The 40-year-old, a veteran of multiple around-the-world sailing races, barely had time to get into his survival suit and launch the life raft before his boat sank. His emergency beacon gave search teams his approximate location, but in these fierce conditions at night, any rescue would be like finding the proverbial needle in a haystack.
The Vendée is considered the most extreme around-the-world race. Competitors sleep two or three hours per day, eat high-protein gruel and spend the rest sailing through the worst conditions at the fastest possible speeds. They typically plan routes that are dozens, if not hundreds, of miles away from their nearest competitors, looking to save precious minutes to beat the other sailing yachts. The 60-foot boats are high-tech, lightweight and barebones, built to be sailed by one person in the roughest waters of the world.
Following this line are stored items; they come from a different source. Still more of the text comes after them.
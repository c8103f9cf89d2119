//! Concurrent resolution of episodes referenced by a year diff.
//!
//! Resolution runs in two fork/join rounds:
//! 1. every missing episode gets its podcast and episode created from a
//!    remote stub, and its interaction recorded;
//! 2. every podcast touched in round one gets its full listing fetched.
//!
//! Individual lookup failures are logged and dropped. Neither round can
//! fail the session.

use crate::cache::ExistenceCache;
use crate::catalog::RemoteCatalog;
use crate::error::{SyncError, SyncResult};
use crate::model::{interaction_time, Episode};
use crate::pool::WorkerPool;
use crate::storage::HistoryStore;
use std::collections::{BTreeMap, BTreeSet, HashMap};
use std::sync::Arc;
use tracing::{debug, warn};
use yearsync_protocol::HistoryChange;

/// Listings staged for merge, keyed by podcast id.
pub type StagedListings = BTreeMap<String, Vec<Episode>>;

/// Outcome of a resolution pass.
#[derive(Debug, Default)]
pub struct Resolution {
    /// Podcasts whose listing needs refreshing, deduplicated.
    pub refresh: BTreeSet<String>,
    /// Listings fetched for the refresh set.
    pub listings: StagedListings,
    /// Changes whose episode already existed.
    pub already_present: usize,
    /// Distinct missing episodes dispatched for resolution.
    pub missing: usize,
    /// Missing episodes created and recorded.
    pub resolved: usize,
    /// Missing episodes that failed to resolve, including lost workers.
    pub lookup_failures: usize,
    /// Podcasts whose listing could not be fetched.
    pub listing_failures: usize,
}

/// Resolves missing episodes and stages podcast listings.
pub struct ConcurrentResolver<'a, S, L> {
    storage: Arc<S>,
    catalog: Arc<L>,
    pool: &'a WorkerPool,
}

impl<'a, S, L> ConcurrentResolver<'a, S, L>
where
    S: HistoryStore + 'static,
    L: RemoteCatalog + 'static,
{
    /// Creates a resolver.
    pub fn new(storage: Arc<S>, catalog: Arc<L>, pool: &'a WorkerPool) -> Self {
        Self {
            storage,
            catalog,
            pool,
        }
    }

    /// Runs both resolution rounds over `changes`.
    ///
    /// `cache` is read and populated on the calling thread only.
    pub fn resolve(&self, changes: Vec<HistoryChange>, cache: &mut ExistenceCache) -> Resolution {
        let mut resolution = Resolution::default();

        let missing = self.partition(changes, cache, &mut resolution);
        resolution.missing = missing.len();

        for joined in self.resolve_missing(missing) {
            match joined {
                Ok((episode_id, Ok(podcast_id))) => {
                    cache.mark_present(episode_id);
                    resolution.refresh.insert(podcast_id);
                    resolution.resolved += 1;
                }
                Ok((episode_id, Err(e))) => {
                    warn!(episode = %episode_id, error = %e, "dropping unresolved history item");
                    resolution.lookup_failures += 1;
                }
                Err(e) => {
                    warn!(error = %e, "resolver worker lost");
                    resolution.lookup_failures += 1;
                }
            }
        }

        for outcome in self.fetch_listings(&resolution.refresh) {
            match outcome {
                Ok((podcast_id, episodes)) => {
                    resolution.listings.insert(podcast_id, episodes);
                }
                Err(e) => {
                    warn!(error = %e, "skipping listing refresh");
                    resolution.listing_failures += 1;
                }
            }
        }

        debug!(
            present = resolution.already_present,
            missing = resolution.missing,
            resolved = resolution.resolved,
            refresh = resolution.refresh.len(),
            staged = resolution.listings.len(),
            "resolution complete"
        );
        resolution
    }

    /// Splits changes into present and missing, deduplicating missing ones.
    ///
    /// When an episode appears more than once, the latest interaction wins.
    fn partition(
        &self,
        changes: Vec<HistoryChange>,
        cache: &mut ExistenceCache,
        resolution: &mut Resolution,
    ) -> Vec<HistoryChange> {
        let mut order: Vec<String> = Vec::new();
        let mut missing: HashMap<String, HistoryChange> = HashMap::new();

        for change in changes {
            let present = cache
                .exists(&change.episode_id, |id| self.storage.episode_exists(id))
                .unwrap_or_else(|e| {
                    warn!(episode = %change.episode_id, error = %e, "existence check failed, treating as missing");
                    false
                });

            if present {
                resolution.already_present += 1;
                continue;
            }

            match missing.get_mut(&change.episode_id) {
                Some(seen) => {
                    if change.modified_at_millis > seen.modified_at_millis {
                        *seen = change;
                    }
                }
                None => {
                    order.push(change.episode_id.clone());
                    missing.insert(change.episode_id.clone(), change);
                }
            }
        }

        order
            .into_iter()
            .filter_map(|id| missing.remove(&id))
            .collect()
    }

    fn resolve_missing(
        &self,
        missing: Vec<HistoryChange>,
    ) -> Vec<SyncResult<(String, SyncResult<String>)>> {
        let storage = Arc::clone(&self.storage);
        let catalog = Arc::clone(&self.catalog);

        self.pool.fork_join(missing, move |change: HistoryChange| {
            let outcome = create_from_stub(storage.as_ref(), catalog.as_ref(), &change);
            Ok((change.episode_id, outcome))
        })
    }

    fn fetch_listings(&self, refresh: &BTreeSet<String>) -> Vec<SyncResult<(String, Vec<Episode>)>> {
        let catalog = Arc::clone(&self.catalog);
        let podcasts: Vec<String> = refresh.iter().cloned().collect();

        self.pool.fork_join(podcasts, move |podcast_id: String| {
            let episodes = catalog.fetch_episodes(&podcast_id)?;
            Ok((podcast_id, episodes))
        })
    }
}

/// Creates the podcast (if absent) and episode for one missing change, then
/// records its interaction. Returns the podcast id to refresh.
fn create_from_stub<S, L>(storage: &S, catalog: &L, change: &HistoryChange) -> SyncResult<String>
where
    S: HistoryStore + ?Sized,
    L: RemoteCatalog + ?Sized,
{
    let at = interaction_time(change.modified_at_millis).ok_or_else(|| {
        SyncError::lookup(
            &change.episode_id,
            format!("timestamp {} out of range", change.modified_at_millis),
        )
    })?;

    let stub = catalog.fetch_stub(&change.episode_id, &change.podcast_id)?;

    if storage.find_podcast(&change.podcast_id, true)?.is_none() {
        let mut podcast = stub.podcast;
        podcast.id = change.podcast_id.clone();
        podcast.subscribed = false;
        storage.insert_podcast(&podcast)?;
    }

    storage.upsert_episodes(&change.podcast_id, &[stub.episode])?;
    storage.record_interaction(&change.episode_id, at)?;

    Ok(change.podcast_id.clone())
}
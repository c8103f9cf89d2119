//! # Yearsync Testkit
//!
//! Test utilities for yearsync.
//!
//! This crate provides:
//! - An in-process history server speaking the real CBOR wire format
//! - Scenario builders wiring the engine to that server over loopback
//! - A storage wrapper that counts existence queries and writes
//! - Property-based test generators using proptest
//! - Tracing setup for tests
//!
//! ## Usage
//!
//! ```rust,ignore
//! use yearsync_testkit::prelude::*;
//!
//! #[test]
//! fn caught_up() {
//!     let sync = Scenario::new()
//!         .local_interactions(2024, 3)
//!         .remote_count(2024, 3)
//!         .build();
//!     assert!(sync.run(2024));
//! }
//! ```

#![deny(unsafe_code)]
#![warn(missing_docs)]

pub mod fixtures;
pub mod generators;
pub mod server;

/// Prelude module for convenient imports
pub mod prelude {
    pub use crate::fixtures::*;
    pub use crate::generators::*;
    pub use crate::init_tracing;
    pub use crate::server::*;
}

pub use fixtures::*;
pub use generators::*;
pub use server::*;

/// Installs a test-friendly tracing subscriber.
///
/// Honours `RUST_LOG` and falls back to `warn`. Safe to call from every test.
pub fn init_tracing() {
    let filter = tracing_subscriber::EnvFilter::try_from_default_env()
        .unwrap_or_else(|_| tracing_subscriber::EnvFilter::new("warn"));

    let _ = tracing_subscriber::fmt()
        .with_env_filter(filter)
        .with_test_writer()
        .try_init();
}
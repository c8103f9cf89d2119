//! Transport layer abstraction for year history sync.

use crate::error::{SyncError, SyncResult};
use crate::model::AuthToken;
use parking_lot::Mutex;
use std::sync::atomic::{AtomicU64, Ordering};
use yearsync_protocol::{DiffResponse, ProbeResponse, SyncRequest};

/// A history transport handles the authenticated exchange with the server.
///
/// This trait abstracts the network layer, allowing for different
/// implementations (HTTP, loopback, mock for testing).
pub trait HistoryTransport: Send + Sync {
    /// Acquires an auth token for this session.
    fn acquire_token(&self) -> SyncResult<AuthToken>;

    /// Sends a count-only request.
    fn probe(&self, token: &AuthToken, request: &SyncRequest) -> SyncResult<ProbeResponse>;

    /// Sends a full diff request.
    fn pull(&self, token: &AuthToken, request: &SyncRequest) -> SyncResult<DiffResponse>;
}

/// A mock transport for testing.
#[derive(Debug, Default)]
pub struct MockTransport {
    token: Mutex<Option<AuthToken>>,
    probe_response: Mutex<Option<SyncResult<ProbeResponse>>>,
    pull_response: Mutex<Option<SyncResult<DiffResponse>>>,
    requests: Mutex<Vec<SyncRequest>>,
    token_requests: AtomicU64,
}

impl MockTransport {
    /// Creates a new mock transport that hands out a fixed token.
    pub fn new() -> Self {
        let transport = Self::default();
        transport.set_token(Some(AuthToken::new("mock-token")));
        transport
    }

    /// Sets the token, or `None` to make token acquisition fail.
    pub fn set_token(&self, token: Option<AuthToken>) {
        *self.token.lock() = token;
    }

    /// Sets the probe response.
    pub fn set_probe_response(&self, response: SyncResult<ProbeResponse>) {
        *self.probe_response.lock() = Some(response);
    }

    /// Sets the pull response.
    pub fn set_pull_response(&self, response: SyncResult<DiffResponse>) {
        *self.pull_response.lock() = Some(response);
    }

    /// Returns every request sent so far.
    pub fn requests(&self) -> Vec<SyncRequest> {
        self.requests.lock().clone()
    }

    /// Number of requests sent (network round trips).
    pub fn round_trips(&self) -> usize {
        self.requests.lock().len()
    }

    /// Number of token acquisitions.
    pub fn token_requests(&self) -> u64 {
        self.token_requests.load(Ordering::SeqCst)
    }

    fn take<R>(slot: &Mutex<Option<SyncResult<R>>>, what: &str) -> SyncResult<R> {
        slot.lock()
            .take()
            .unwrap_or_else(|| Err(SyncError::transport(format!("no mock {what} response set"))))
    }
}

impl HistoryTransport for MockTransport {
    fn acquire_token(&self) -> SyncResult<AuthToken> {
        self.token_requests.fetch_add(1, Ordering::SeqCst);
        self.token
            .lock()
            .clone()
            .ok_or_else(|| SyncError::Auth("no mock token set".into()))
    }

    fn probe(&self, _token: &AuthToken, request: &SyncRequest) -> SyncResult<ProbeResponse> {
        self.requests.lock().push(*request);
        Self::take(&self.probe_response, "probe")
    }

    fn pull(&self, _token: &AuthToken, request: &SyncRequest) -> SyncResult<DiffResponse> {
        self.requests.lock().push(*request);
        Self::take(&self.pull_response, "pull")
    }
}

#[cfg(test)]
mod tests {
    use super::*;

    #[test]
    fn mock_transport_token() {
        let transport = MockTransport::new();
        assert!(transport.acquire_token().is_ok());

        transport.set_token(None);
        assert!(matches!(transport.acquire_token(), Err(SyncError::Auth(_))));
        assert_eq!(transport.token_requests(), 2);
    }

    #[test]
    fn mock_transport_records_requests() {
        let transport = MockTransport::new();
        let token = transport.acquire_token().unwrap();
        transport.set_probe_response(Ok(ProbeResponse::new(3)));

        let response = transport
            .probe(&token, &SyncRequest::probe(2024, 0))
            .unwrap();
        assert_eq!(response.count, 3);
        assert_eq!(transport.round_trips(), 1);
        assert!(transport.requests()[0].count_only);
    }

    #[test]
    fn mock_transport_unset_response() {
        let transport = MockTransport::new();
        let token = transport.acquire_token().unwrap();
        let result = transport.pull(&token, &SyncRequest::diff(2024, 0));
        assert!(matches!(result, Err(SyncError::Transport { .. })));
    }
}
After Escoffier took to his life raft, he was very much alone. Le Cam, who was racing his fifth Vendée, diverted from his course to try to find the fellow Frenchman. When he arrived two hours later, he found the life raft but was unable to maneuver for a rescue because of the towering swells and big winds. As miraculously as he’d found Escoffier in the tiny life raft, Le Cam lost him and spent the next few hours trying to relocate the small light beacon in the dark ocean.
“I was so happy to see Jean,” says Escoffier of the initial attempt. “But it was impossible to get from the life raft to his boat. I knew I’d have to spend the night in the raft.”
Hearing that Escoffier was lost again, the race organizers diverted three other racers to try to find the life raft. Boris Herrmann, sailing Seaexplorer, was one. “I was composed when I was searching,” he says. “But I knew finding him was pure luck. So I prayed.”
Herrmann echoed the sentiments of other racers. “We’re all racing but there’s a solidarity there,” he says. “The other sailors are more important than the race. There was absolutely no question that we’d abandon the race to look for Kevin.”
After several hours, Le Cam located the life raft again, and was able to maneuver into position for a rescue. Le Cam threw a line from Yes We Cam! and Escoffier was able to drag himself out of the life raft into the water, and onto the boat’s stern.
“’Sorry to disturb your race,’ was the first thing I said to Jean,” says Escoffier. “He made a joke that he had disturbed other races earlier.”
Hearing Escoffier had been rescued was “the best moment ever,” says Herrmann, adding that he “did not want to think about what could’ve happened.”
“We all know this kind of thing can happen,” said Alexia Barrier, skipper of TSE 4MYPLANET, noting that this portion of the race across the Southern Ocean is the most treacherous. “It’s nice to win, but it’s better to finish in one piece,” she added. “After we get through the Southern Ocean, we’ll go into race mode again. For now, it’s a little bit scary.”
Mike Golding, a veteran racer turned analyst, says those involved in the rescue will be “awash in adrenaline” for a day or two before returning to race mode and facing the rest of the Southern Ocean. Herrmann, who remains in sixth place, described “waves of emotion” after the rescue.
Race organizers will discuss how to adjust times for the boats involved in the rescue. Escoffier may be picked up by the French Navy so Le Cam can continue the race.
“It’s still hard to believe this happened,” said Escoffier in a Skype call. “It seems like a bad dream.”
The Vendée is expected to conclude in early February. There are 30 racing yachts left among the 33 that started on November 8th.